◆ Exercise requirements ◆
When you reach the line in the data below that contains "impl fmt::Display for", please start repeating lines exactly, and stop after the line that contains "#[cfg(test)]", repeating nothing else.

------------------------------------------------------------------------

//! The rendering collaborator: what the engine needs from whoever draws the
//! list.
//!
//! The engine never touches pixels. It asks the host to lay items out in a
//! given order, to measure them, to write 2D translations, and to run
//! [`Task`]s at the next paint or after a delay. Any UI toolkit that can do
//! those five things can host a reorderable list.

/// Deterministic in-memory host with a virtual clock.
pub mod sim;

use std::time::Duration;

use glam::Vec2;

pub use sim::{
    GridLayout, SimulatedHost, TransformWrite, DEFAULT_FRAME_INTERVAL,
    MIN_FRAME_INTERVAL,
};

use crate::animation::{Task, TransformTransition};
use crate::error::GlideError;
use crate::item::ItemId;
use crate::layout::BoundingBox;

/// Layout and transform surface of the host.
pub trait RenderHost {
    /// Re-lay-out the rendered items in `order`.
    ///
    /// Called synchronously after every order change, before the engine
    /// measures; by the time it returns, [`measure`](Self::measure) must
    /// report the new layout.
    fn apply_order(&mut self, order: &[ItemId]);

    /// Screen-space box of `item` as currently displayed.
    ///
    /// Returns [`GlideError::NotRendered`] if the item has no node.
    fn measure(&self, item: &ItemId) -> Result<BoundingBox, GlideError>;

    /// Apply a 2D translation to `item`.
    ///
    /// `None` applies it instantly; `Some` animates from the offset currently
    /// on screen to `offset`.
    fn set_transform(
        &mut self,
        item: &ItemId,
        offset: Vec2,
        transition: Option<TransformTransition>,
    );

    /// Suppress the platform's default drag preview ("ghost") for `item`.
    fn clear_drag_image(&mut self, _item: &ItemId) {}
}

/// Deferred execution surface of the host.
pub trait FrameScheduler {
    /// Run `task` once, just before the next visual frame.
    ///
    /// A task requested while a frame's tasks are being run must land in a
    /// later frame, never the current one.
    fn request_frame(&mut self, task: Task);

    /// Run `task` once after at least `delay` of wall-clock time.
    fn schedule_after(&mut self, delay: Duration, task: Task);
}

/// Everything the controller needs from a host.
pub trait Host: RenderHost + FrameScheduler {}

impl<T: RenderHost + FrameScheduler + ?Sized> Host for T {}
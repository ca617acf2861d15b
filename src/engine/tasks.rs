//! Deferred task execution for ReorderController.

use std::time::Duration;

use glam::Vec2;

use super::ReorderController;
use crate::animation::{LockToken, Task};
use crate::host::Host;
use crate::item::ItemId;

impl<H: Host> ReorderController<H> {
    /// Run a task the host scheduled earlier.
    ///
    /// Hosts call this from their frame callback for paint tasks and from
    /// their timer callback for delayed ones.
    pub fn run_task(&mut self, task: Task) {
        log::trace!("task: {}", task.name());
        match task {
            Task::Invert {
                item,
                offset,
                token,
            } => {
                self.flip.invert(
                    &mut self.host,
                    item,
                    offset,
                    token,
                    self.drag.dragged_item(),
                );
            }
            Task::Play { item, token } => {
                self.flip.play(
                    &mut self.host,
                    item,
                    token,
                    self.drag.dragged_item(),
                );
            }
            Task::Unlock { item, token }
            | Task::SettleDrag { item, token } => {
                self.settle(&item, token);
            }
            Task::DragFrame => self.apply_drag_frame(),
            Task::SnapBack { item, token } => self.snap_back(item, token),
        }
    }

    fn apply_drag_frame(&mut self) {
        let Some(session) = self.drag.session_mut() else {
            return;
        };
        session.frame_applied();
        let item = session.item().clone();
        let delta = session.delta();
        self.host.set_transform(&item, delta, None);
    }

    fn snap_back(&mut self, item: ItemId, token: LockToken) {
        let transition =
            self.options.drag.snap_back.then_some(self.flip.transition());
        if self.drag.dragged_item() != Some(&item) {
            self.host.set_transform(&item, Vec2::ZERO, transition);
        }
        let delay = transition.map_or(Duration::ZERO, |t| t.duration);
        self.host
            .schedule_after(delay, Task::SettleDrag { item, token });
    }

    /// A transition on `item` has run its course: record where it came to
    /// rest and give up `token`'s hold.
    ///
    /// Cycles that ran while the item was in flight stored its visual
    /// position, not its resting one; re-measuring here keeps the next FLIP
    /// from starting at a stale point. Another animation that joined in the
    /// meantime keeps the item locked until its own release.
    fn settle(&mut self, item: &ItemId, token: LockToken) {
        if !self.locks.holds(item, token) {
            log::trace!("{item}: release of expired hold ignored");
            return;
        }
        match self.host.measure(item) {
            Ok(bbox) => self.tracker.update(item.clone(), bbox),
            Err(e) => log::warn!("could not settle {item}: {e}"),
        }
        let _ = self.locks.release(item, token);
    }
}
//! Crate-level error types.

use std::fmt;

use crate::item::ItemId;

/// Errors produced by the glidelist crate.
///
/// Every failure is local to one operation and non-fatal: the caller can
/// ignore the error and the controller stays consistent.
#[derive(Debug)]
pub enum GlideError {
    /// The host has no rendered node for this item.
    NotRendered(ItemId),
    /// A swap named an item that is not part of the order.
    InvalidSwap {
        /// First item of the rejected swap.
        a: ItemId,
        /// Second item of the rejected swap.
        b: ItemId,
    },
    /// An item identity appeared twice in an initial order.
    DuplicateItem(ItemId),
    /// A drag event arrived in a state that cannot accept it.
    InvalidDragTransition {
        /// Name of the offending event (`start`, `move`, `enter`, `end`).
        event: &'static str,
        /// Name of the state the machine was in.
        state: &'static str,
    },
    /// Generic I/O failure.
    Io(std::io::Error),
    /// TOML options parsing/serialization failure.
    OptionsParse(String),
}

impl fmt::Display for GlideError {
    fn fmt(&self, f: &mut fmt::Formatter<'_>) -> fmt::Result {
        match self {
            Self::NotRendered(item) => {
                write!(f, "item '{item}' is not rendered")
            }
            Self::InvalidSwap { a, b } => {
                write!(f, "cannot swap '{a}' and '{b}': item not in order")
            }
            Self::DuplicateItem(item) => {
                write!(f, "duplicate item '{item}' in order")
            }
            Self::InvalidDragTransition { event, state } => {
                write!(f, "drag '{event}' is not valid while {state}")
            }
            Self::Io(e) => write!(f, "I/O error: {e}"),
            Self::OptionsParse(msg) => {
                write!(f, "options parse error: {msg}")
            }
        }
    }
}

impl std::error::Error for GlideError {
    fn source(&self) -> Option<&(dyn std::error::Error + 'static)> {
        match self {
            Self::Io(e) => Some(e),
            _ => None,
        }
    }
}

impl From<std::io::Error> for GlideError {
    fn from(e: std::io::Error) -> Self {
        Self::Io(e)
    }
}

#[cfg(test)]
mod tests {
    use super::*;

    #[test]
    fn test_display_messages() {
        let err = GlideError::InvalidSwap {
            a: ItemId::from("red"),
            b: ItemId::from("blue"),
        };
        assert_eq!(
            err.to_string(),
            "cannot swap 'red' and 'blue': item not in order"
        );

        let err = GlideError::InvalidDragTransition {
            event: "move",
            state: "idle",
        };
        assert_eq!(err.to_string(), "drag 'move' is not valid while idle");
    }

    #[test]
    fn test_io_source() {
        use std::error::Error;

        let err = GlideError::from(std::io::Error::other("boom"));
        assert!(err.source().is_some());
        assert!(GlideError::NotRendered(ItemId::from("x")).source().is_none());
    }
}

------------------------------------------------------------------------

◆ Solved exercise ◆
impl fmt::Display for GlideError {
    fn fmt(&self, f: &mut fmt::Formatter<'_>) -> fmt::Result {
        match self {
            Self::NotRendered(item) => {
                write!(f, "item '{item}' is not rendered")
            }
            Self::InvalidSwap { a, b } => {
                write!(f, "cannot swap '{a}' and '{b}': item not in order")
            }
            Self::DuplicateItem(item) => {
                write!(f, "duplicate item '{item}' in order")
            }
            Self::InvalidDragTransition { event, state } => {
                write!(f, "drag '{event}' is not valid while {state}")
            }
            Self::Io(e) => write!(f, "I/O error: {e}"),
            Self::OptionsParse(msg) => {
                write!(f, "options parse error: {msg}")
            }
        }
    }
}

impl std::error::Error for GlideError {
    fn source(&self) -> Option<&(dyn std::error::Error + 'static)> {
        match self {
            Self::Io(e) => Some(e),
            _ => None,
        }
    }
}

impl From<std::io::Error> for GlideError {
    fn from(e: std::io::Error) -> Self {
        Self::Io(e)
    }
}

#[cfg(test)]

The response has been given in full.